Full Waveform inversion (FWI) is usually implemented in either time or frequency domains, and in some cases in a hybrid domain. The frequency-domain version (FD) is often used in academia because its formulation is simple to understand in terms of matrices. Another key advantage is that FD FWI permits the use of a multigrid approach consisting of bootstrapping from low to high frequencies where data bandwidth is gradually increased. A limitation of FD FWI, however, is that it becomes very expensive to calculate on 3 dimensions because a large system of equations has to be solved at each frequency. The time-domain (TD) approach, however, seems to be more promising in terms of scalability.
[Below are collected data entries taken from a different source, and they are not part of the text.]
// src/joints.rs
use crate::error::{HandError, HandResult};
use crate::pose::Pose;
use crate::types::{HandJointId, HAND_JOINT_COUNT};
use std::rc::Rc;

/// Read-only joint poses for a whole skeleton snapshot.
///
/// Either empty (no valid data) or exactly [`HAND_JOINT_COUNT`] long. Clones
/// share storage, so handing the collection out per query is cheap.
#[derive(Debug, Clone, Default, PartialEq)]
pub struct HandJointPoses {
    poses: Option<Rc<[Pose]>>,
}

impl HandJointPoses {
    pub fn empty() -> Self {
        Self::default()
    }

    /// Builds a full collection, rejecting anything but a complete skeleton.
    pub fn from_vec(poses: Vec<Pose>) -> HandResult<Self> {
        if poses.len() != HAND_JOINT_COUNT {
            return Err(HandError::JointCountMismatch {
                expected: HAND_JOINT_COUNT,
                actual: poses.len(),
            });
        }
        Ok(Self {
            poses: Some(poses.into()),
        })
    }

    pub(crate) fn from_array(poses: [Pose; HAND_JOINT_COUNT]) -> Self {
        Self {
            poses: Some(Rc::from(&poses[..])),
        }
    }

    pub fn len(&self) -> usize {
        self.poses.as_ref().map_or(0, |p| p.len())
    }

    pub fn is_empty(&self) -> bool {
        self.len() == 0
    }

    pub fn get(&self, joint: HandJointId) -> Option<&Pose> {
        self.poses.as_ref().and_then(|p| p.get(joint.index()))
    }

    pub fn iter(&self) -> impl Iterator<Item = (HandJointId, &Pose)> + '_ {
        HandJointId::ALL.iter().copied().zip(self.as_slice().iter())
    }

    pub fn as_slice(&self) -> &[Pose] {
        self.poses.as_deref().unwrap_or(&[])
    }
}

#[cfg(test)]
mod tests {
    use super::*;
    use nalgebra::Vector3;

    #[test]
    fn test_empty_collection() {
        let poses = HandJointPoses::empty();
        assert_eq!(poses.len(), 0);
        assert!(poses.is_empty());
        assert!(poses.get(HandJointId::HandWristRoot).is_none());
        assert_eq!(poses.iter().count(), 0);
    }

    #[test]
    fn test_rejects_partial_skeleton() {
        let err = HandJointPoses::from_vec(vec![Pose::identity(); 3]).unwrap_err();
        assert!(matches!(
            err,
            HandError::JointCountMismatch { expected: 24, actual: 3 }
        ));
    }

    #[test]
    fn test_indexed_by_joint_id() {
        let poses: Vec<Pose> = (0..HAND_JOINT_COUNT)
            .map(|i| Pose::from_position(Vector3::new(i as f32, 0.0, 0.0)))
            .collect();
        let poses = HandJointPoses::from_vec(poses).unwrap();

        assert_eq!(poses.len(), HAND_JOINT_COUNT);
        assert_eq!(poses.get(HandJointId::HandIndexTip).unwrap().position.x, 20.0);
        let (joint, pose) = poses.iter().nth(9).unwrap();
        assert_eq!(joint, HandJointId::HandMiddle1);
        assert_eq!(pose.position.x, 9.0);
    }
}
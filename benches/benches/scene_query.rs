// Copyright 2025 the Understory Authors
// SPDX-License-Identifier: Apache-2.0 OR MIT

use campus_map::campus;
use campus_scene::hit::{HitParams, topmost_hit};
use campus_scene::{Geometry, SceneQuery, Shape, filter_by_name};
use criterion::{BenchmarkId, Criterion, Throughput, black_box, criterion_group, criterion_main};
use kurbo::Point;
use peniko::Color;

/// A grid of rotated rectangles with a decorative circle on every fourth cell.
fn grid(side: usize) -> Vec<Shape> {
    let mut shapes = Vec::with_capacity(side * side);
    for row in 0..side {
        for col in 0..side {
            let x = col as f64 * 40.0;
            let y = row as f64 * 40.0;
            let i = row * side + col;
            let shape = if i % 4 == 3 {
                Shape::new(
                    format!("tree-{i}"),
                    "Tree",
                    Geometry::circle(Point::new(x + 15.0, y + 15.0), 12.0),
                    Color::from_rgb8(0x4C, 0xAF, 0x50),
                )
                .decorative()
            } else {
                Shape::new(
                    format!("bldg-{i}"),
                    format!("Building {i}"),
                    Geometry::rotated_rect(x, y, 30.0, 30.0, -10.0),
                    Color::from_rgb8(0x75, 0x75, 0x75),
                )
            };
            shapes.push(shape);
        }
    }
    shapes
}

fn bench_filter(c: &mut Criterion) {
    let mut group = c.benchmark_group("scene/filter_by_name");

    for side in [8usize, 32, 128] {
        let shapes = grid(side);
        group.throughput(Throughput::Elements(shapes.len() as u64));

        group.bench_with_input(BenchmarkId::new("empty", shapes.len()), &shapes, |b, shapes| {
            b.iter(|| black_box(filter_by_name(shapes, "")));
        });
        group.bench_with_input(BenchmarkId::new("substring", shapes.len()), &shapes, |b, shapes| {
            b.iter(|| black_box(filter_by_name(shapes, black_box("ing 1"))));
        });
    }

    group.finish();
}

fn bench_hit(c: &mut Criterion) {
    let mut group = c.benchmark_group("scene/topmost_hit");
    let params = HitParams::default();

    for side in [8usize, 32, 128] {
        let scene = SceneQuery::new(grid(side)).unwrap();
        let render_list = scene.filtered("");
        // Near the origin: the reverse scan has to walk almost the whole list.
        let pt = Point::new(15.0, 15.0);
        group.throughput(Throughput::Elements(render_list.len() as u64));

        group.bench_with_input(
            BenchmarkId::new("worst_case", render_list.len()),
            &render_list,
            |b, list| {
                b.iter(|| black_box(topmost_hit(list, black_box(pt), &params)));
            },
        );
    }

    group.finish();
}

fn bench_campus_click(c: &mut Criterion) {
    let scene = campus::default_scene().unwrap();
    let params = HitParams::default();
    c.bench_function("campus/resolve_click_at", |b| {
        b.iter(|| {
            black_box(scene.query().resolve_click_at(
                "",
                black_box(Point::new(560.0, 330.0)),
                &params,
            ))
        });
    });
}

criterion_group!(benches, bench_filter, bench_hit, bench_campus_click);
criterion_main!(benches);
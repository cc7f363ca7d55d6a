// Copyright 2025 the Understory Authors
// SPDX-License-Identifier: Apache-2.0 OR MIT

//! Tunables of the map widget, loadable from a scene document.

use campus_view::{MAX_SCALE, MIN_SCALE, ZOOM_STEP, ZoomLimits};
use serde::{Deserialize, Serialize};

use crate::error::ConfigError;

/// Zoom bounds as written in a scene document.
#[derive(Clone, Copy, Debug, PartialEq, Serialize, Deserialize)]
#[serde(default)]
pub struct ZoomConfig {
    /// Smallest scale.
    pub min_scale: f64,
    /// Largest scale.
    pub max_scale: f64,
    /// Scale change per zoom button press.
    pub step: f64,
}

impl Default for ZoomConfig {
    fn default() -> Self {
        Self {
            min_scale: MIN_SCALE,
            max_scale: MAX_SCALE,
            step: ZOOM_STEP,
        }
    }
}

impl ZoomConfig {
    /// Converts to [`ZoomLimits`], rejecting non-finite or non-positive values.
    pub fn to_limits(&self) -> Result<ZoomLimits, ConfigError> {
        ZoomLimits::try_new(self.min_scale, self.max_scale, self.step).map_err(ConfigError::Zoom)
    }
}

/// Falls back to the default limits for values [`ZoomConfig::to_limits`] rejects.
impl From<ZoomConfig> for ZoomLimits {
    fn from(config: ZoomConfig) -> Self {
        Self::new(config.min_scale, config.max_scale, config.step)
    }
}

/// Widget configuration.
///
/// Every field has a default, so a scene document may omit the whole block
/// or any part of it.
#[derive(Clone, Debug, PartialEq, Serialize, Deserialize)]
#[serde(default)]
pub struct MapConfig {
    /// Zoom bounds and step.
    pub zoom: ZoomConfig,
    /// Width of the scene in scene units (the SVG view box).
    pub width: f64,
    /// Height of the scene in scene units.
    pub height: f64,
    /// Background fill, as a CSS color string.
    pub background: String,
    /// Extra distance, in scene units, that still counts as a hit on a shape.
    pub hit_tolerance: f64,
}

impl Default for MapConfig {
    fn default() -> Self {
        Self {
            zoom: ZoomConfig::default(),
            width: 950.0,
            height: 900.0,
            background: String::from("#D7CCC8"),
            hit_tolerance: 0.0,
        }
    }
}

impl MapConfig {
    /// Returns the zoom limits.
    #[must_use]
    pub fn zoom_limits(&self) -> ZoomLimits {
        self.zoom.into()
    }

    /// Checks the zoom block, the hit tolerance and the scene extent.
    pub fn validate(&self) -> Result<(), ConfigError> {
        self.zoom.to_limits()?;
        if !(self.hit_tolerance.is_finite() && self.hit_tolerance >= 0.0) {
            return Err(ConfigError::HitTolerance(self.hit_tolerance));
        }
        let extent_ok = [self.width, self.height]
            .iter()
            .all(|v| v.is_finite() && *v > 0.0);
        if !extent_ok {
            return Err(ConfigError::Extent {
                width: self.width,
                height: self.height,
            });
        }
        Ok(())
    }
}

#[cfg(test)]
mod tests {
    use campus_view::ZoomLimitsError;

    use super::*;

    #[test]
    fn empty_document_uses_defaults() {
        let config: MapConfig = serde_json::from_str("{}").unwrap();
        assert_eq!(config, MapConfig::default());
        assert_eq!(config.zoom_limits(), ZoomLimits::default());
    }

    #[test]
    fn partial_zoom_block_overrides_only_given_fields() {
        let config: MapConfig =
            serde_json::from_str(r#"{ "zoom": { "max_scale": 4.0 } }"#).unwrap();
        let limits = config.zoom_limits();
        assert_eq!(limits.max_scale(), 4.0);
        assert_eq!(limits.min_scale(), MIN_SCALE);
        assert_eq!(limits.step(), ZOOM_STEP);
        assert_eq!(config.width, 950.0);
        assert_eq!(config.validate(), Ok(()));
    }

    #[test]
    fn validate_rejects_bad_zoom_blocks() {
        let mut config = MapConfig::default();
        config.zoom.min_scale = 0.0;
        assert_eq!(
            config.validate(),
            Err(ConfigError::Zoom(ZoomLimitsError::NonPositiveScale(0.0)))
        );

        config.zoom = ZoomConfig {
            step: 0.0,
            ..ZoomConfig::default()
        };
        assert_eq!(
            config.validate(),
            Err(ConfigError::Zoom(ZoomLimitsError::ZeroStep))
        );

        config.zoom = ZoomConfig {
            max_scale: f64::NAN,
            ..ZoomConfig::default()
        };
        assert_eq!(
            config.validate(),
            Err(ConfigError::Zoom(ZoomLimitsError::NonFinite))
        );
        // The lenient conversion still yields usable limits.
        assert_eq!(config.zoom_limits(), ZoomLimits::default());
    }

    #[test]
    fn validate_rejects_bad_tolerance_and_extent() {
        let config = MapConfig {
            hit_tolerance: -1.0,
            ..MapConfig::default()
        };
        assert_eq!(config.validate(), Err(ConfigError::HitTolerance(-1.0)));

        let config = MapConfig {
            width: 0.0,
            ..MapConfig::default()
        };
        assert_eq!(
            config.validate(),
            Err(ConfigError::Extent {
                width: 0.0,
                height: 900.0
            })
        );
    }
}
In this case, rather than solving one frequency of many shots at a time, all frequencies for each shot are solved at a time. However, this statement is an oversimplification, since parallelization and cycle skipping turn the algorithm into a very different dataflow. In practice, the time domain algorithm permits to solve many shots simultaneously as well, by using parallel clusters with Graphics Processing Units (GPUs), leading to a very efficient implementation with coarse-grained parallelism across nodes and fine-grained parallelism across GPUs. On the other hand, additional complications arise because bandpass filtering the data is not sufficient to replicate the frequency-domain multigrid approach. In this report, we will discuss a time-domain implementation of Full Waveform Inversion to understand how these factors can be taken into account.